Я сначала всполошился, хотел седлать коня и айда туда сам. Но подумал и решил, что в таких случаях спешить не надо. Обидно — все лето скот привольно гулял, так нажировался, что на шерсти вода не держится. Мы с бухгалтером подсчитывали, какой примерно доход получим, а тут придется ссуду погашать паевыми взносами. Так не пойдет!
Савелий скомкал телеграмму.
В подсобку вошел губастый, длинноносый парень в белой, не первой свежести куртке, поставил на стол распечатанную банку консервов, достал с полки большой каравай ржаного хлеба и разрезал пополам.

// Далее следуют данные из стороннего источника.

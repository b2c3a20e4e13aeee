//! Plugin system for Upshot.
//!
//! This crate provides the plugin contract and supporting types:
//! - [`Plugin`]: Base trait for all plugins
//! - [`PublishPlugin`]: Publish lifecycle contract (accept/validate/publish/finalize)
//! - [`PublishItem`]: Per-pass item context
//! - [`Session`]: Host application document access
//! - [`LogRecord`]: Structured diagnostics with optional UI actions

mod error;
mod item;
mod log;
mod session;
mod settings;
mod traits;

pub use error::{PluginError, PluginResult};
pub use item::PublishItem;
pub use log::{ButtonCommand, LogAction, LogLevel, LogRecord};
pub use session::{Session, SessionError, SessionResult};
pub use settings::{SettingSpec, Settings, SettingsSpec};
pub use traits::Plugin;
pub use traits::publish::{Acceptance, PublishPlugin};
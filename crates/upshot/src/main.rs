//! Upshot CLI - Publish creative-application session files to their next version.

use anyhow::Result;
use clap::Parser;
use tracing_subscriber::EnvFilter;

mod cli;
mod commands;

fn main() -> Result<()> {
    let cli = cli::Cli::parse();

    // Initialize logging
    let default_filter = if cli.verbose { "debug" } else { "info" };
    tracing_subscriber::fmt()
        .with_env_filter(
            EnvFilter::try_from_default_env()
                .unwrap_or_else(|_| EnvFilter::new(default_filter)),
        )
        .init();

    cli.run()
}
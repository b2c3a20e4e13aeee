//! Disk-backed session.

use std::fs;
use std::path::{Path, PathBuf};
use std::sync::Mutex;

use upshot_plugin::{Session, SessionError, SessionResult};

#[derive(Debug)]
struct State {
    path: Option<PathBuf>,
    unsaved_changes: bool,
}

/// A session backed by a file on disk.
///
/// `save` copies the current file to the new path and repoints the session
/// at it, the way a host application's save-as leaves the new file open.
#[derive(Debug)]
pub struct FileSession {
    state: Mutex<State>,
}

impl FileSession {
    /// Opens a session over an existing file.
    ///
    /// # Errors
    ///
    /// Returns an error if the file does not exist.
    pub fn open(path: impl Into<PathBuf>) -> SessionResult<Self> {
        let path = path.into();
        if !path.is_file() {
            return Err(SessionError::NotFound(path));
        }

        Ok(Self {
            state: Mutex::new(State {
                path: Some(path),
                unsaved_changes: false,
            }),
        })
    }

    /// Creates a session that has never been saved.
    #[must_use]
    pub fn unsaved() -> Self {
        Self {
            state: Mutex::new(State {
                path: None,
                unsaved_changes: true,
            }),
        }
    }

    /// Marks the session as holding modifications not yet on disk.
    pub fn mark_unsaved_changes(&self) {
        self.state.lock().expect("session state lock poisoned").unsaved_changes = true;
    }
}

impl Session for FileSession {
    fn path(&self) -> Option<PathBuf> {
        self.state.lock().expect("session state lock poisoned").path.clone()
    }

    fn has_unsaved_changes(&self) -> bool {
        self.state.lock().expect("session state lock poisoned").unsaved_changes
    }

    fn save(&self, path: &Path) -> SessionResult<()> {
        let mut state = self.state.lock().expect("session state lock poisoned");

        let Some(current) = state.path.clone() else {
            return Err(SessionError::NeverSaved);
        };

        if let Some(parent) = path.parent()
            && !parent.as_os_str().is_empty()
        {
            fs::create_dir_all(parent).map_err(|source| SessionError::SaveFailed {
                path: path.to_path_buf(),
                source,
            })?;
        }

        fs::copy(&current, path).map_err(|source| SessionError::SaveFailed {
            path: path.to_path_buf(),
            source,
        })?;

        state.path = Some(path.to_path_buf());
        state.unsaved_changes = false;
        Ok(())
    }
}
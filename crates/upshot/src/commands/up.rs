//! `upshot up` command.

use std::path::PathBuf;
use std::sync::Arc;

use anyhow::{Result, bail};
use clap::Args;
use upshot_plugin::{Session, Settings};
use upshot_session::FileSession;

use super::{publish_pipeline, render_reports, session_item};

#[derive(Debug, Args)]
pub struct UpArgs {
    /// Session file to save to its next version
    pub file: PathBuf,
}

/// Runs the full publish pass and reports the new version path.
pub fn run(args: UpArgs) -> Result<()> {
    let session = Arc::new(FileSession::open(&args.file)?);
    let pipeline = publish_pipeline(session.clone());
    let mut item = session_item(&args.file);

    let reports = pipeline.run(&Settings::new(), &mut item)?;
    render_reports(&reports);

    if !reports.iter().any(|report| report.published) {
        bail!("nothing was published for {}", args.file.display());
    }

    if let Some(path) = session.path() {
        println!("Saved next version: {}", path.display());
    }
    Ok(())
}
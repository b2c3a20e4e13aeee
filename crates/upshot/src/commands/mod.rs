//! CLI subcommands.

pub mod check;
pub mod up;

use std::path::Path;
use std::sync::Arc;

use upshot_core::{PassReport, Pipeline};
use upshot_plugin::{LogAction, LogRecord, PublishItem, Session};
use upshot_version_up::VersionUpPlugin;

/// Item type the CLI publishes; sessions here are plain files on disk.
pub(crate) const SESSION_ITEM_TYPE: &str = "houdini.session";

/// Builds the pipeline with the shipped plugins.
pub(crate) fn publish_pipeline(session: Arc<dyn Session>) -> Pipeline {
    Pipeline::new().with_plugin(Box::new(VersionUpPlugin::new(session)))
}

/// Builds the publish item for a session file.
pub(crate) fn session_item(file: &Path) -> PublishItem {
    let name = file
        .file_name()
        .map_or_else(|| file.display().to_string(), |n| n.to_string_lossy().into_owned());
    PublishItem::new(SESSION_ITEM_TYPE, name)
}

/// Prints the pass reports for human consumption.
pub(crate) fn render_reports(reports: &[PassReport]) {
    for report in reports {
        for record in &report.records {
            render_record(record);
        }
    }
}

fn render_record(record: &LogRecord) {
    println!("[{}] {}", record.level, record.message);
    match &record.action {
        Some(LogAction::Button { label, tooltip, .. }) => {
            println!("          [{label}] {tooltip}");
        }
        Some(LogAction::OpenUrl { label, url, .. }) => {
            println!("          [{label}] {url}");
        }
        Some(LogAction::ShowFolder { path }) => {
            println!("          [Show Folder] {}", path.display());
        }
        None => {}
    }
}
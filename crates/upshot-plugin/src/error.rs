//! Plugin error types.

use thiserror::Error;

use crate::session::SessionError;

/// Plugin-related errors.
#[derive(Debug, Error)]
pub enum PluginError {
    /// Publish was invoked without a preceding successful validate.
    #[error("no next version path on the item; validate must succeed before publish")]
    MissingNextVersionPath,

    /// Plugin execution failed.
    #[error("plugin execution failed: {0}")]
    ExecutionFailed(String),

    /// Session operation failed.
    #[error("session error: {0}")]
    Session(#[from] SessionError),

    /// IO error.
    #[error("IO error: {0}")]
    Io(#[from] std::io::Error),
}

/// Result type for plugin operations.
pub type PluginResult<T> = Result<T, PluginError>;

#[cfg(test)]
mod tests {
    use super::*;

    #[test]
    fn test_missing_next_version_path_display() {
        let err = PluginError::MissingNextVersionPath;
        assert_eq!(
            err.to_string(),
            "no next version path on the item; validate must succeed before publish"
        );
    }

    #[test]
    fn test_execution_failed_display() {
        let err = PluginError::ExecutionFailed("crash".to_string());
        assert_eq!(err.to_string(), "plugin execution failed: crash");
    }

    #[test]
    fn test_session_error_display() {
        let err = PluginError::from(SessionError::NeverSaved);
        assert_eq!(err.to_string(), "session error: the session has never been saved");
    }

    #[test]
    fn test_error_is_debug() {
        let err = PluginError::MissingNextVersionPath;
        let debug = format!("{err:?}");
        assert!(debug.contains("MissingNextVersionPath"));
    }

    #[test]
    fn test_plugin_result_ok() {
        let result: PluginResult<i32> = Ok(42);
        assert!(result.is_ok());
        assert_eq!(result.ok(), Some(42));
    }

    #[test]
    fn test_plugin_result_err() {
        let result: PluginResult<i32> = Err(PluginError::MissingNextVersionPath);
        assert!(result.is_err());
    }
}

— Ты, Иван, с этим не лезь, — кивая на закуску, сказал Савелий. — Я тебе сто раз говорил, вино не ставь. Сколько мне надо, я пью дома… и не по всякому бешеному случаю.
— Но у нас же гость!
— Гость приехал по делу и не к тебе. У вас тут с Изотом была сплошная масленица. Запомни, если еще раз узнаю, что стоял за прилавком выпивши, прощайся с должностью. Счетоводов и бухгалтеров маловато, а карамельки отвешивать и аршином махать пока есть кому… Ступай и занимайся, чем положено. Тут своих дел полон загашник…
Иван ушел.
— Посоветуй, Илья, что делать со скотиной?
— Не знаю, что и сказать…
— Вот видишь, а я-то на тебя рассчитывал… — с досадой проговорил Савелий.
— Лично я в убыток не стал бы сдавать.
— А как бы ты поступил?
— Велел бы Губину твоему потихоньку гнать скот обратно. Пусть жуликоватые представители являются следом и принимают здесь, на месте. Ты пригласишь понятых от сельского Совета, от колхоза. Подбери людей опытных, авторитетных, они-то уж мошенничать не дадут, да и сам ты будешь присутствовать.
— Правильно! И я думал об этом… Только вот потеря в весе! Сорок километров все-таки!
— А зачем гнать сломя голову? Пусть идут медленно, с остановками, пасутся на луговой отаве. А скотопромышленники разве на такое расстояние гоняли свои гурты?
— Верно! Ей-богу, верно! Я и сена возов пять не пожалею! Спасибо, Иваныч. Гора с плеч. Ты в самое яблочко угодил… Именно так я и замыслил, только посоветоваться не с кем было. Хорошо, что ты подвернулся. Спасибо. Помоги составить депешу Спиридонычу, чтобы позвончее, построже была.
Телеграмму отправили.
— Ну а теперь айда ко мне. Едем в Айдырлю. Не вздумай отказываться.
Трястись по кочкам более десятка верст Илье не улыбалось, да и Евгении обещал вечером быть дома.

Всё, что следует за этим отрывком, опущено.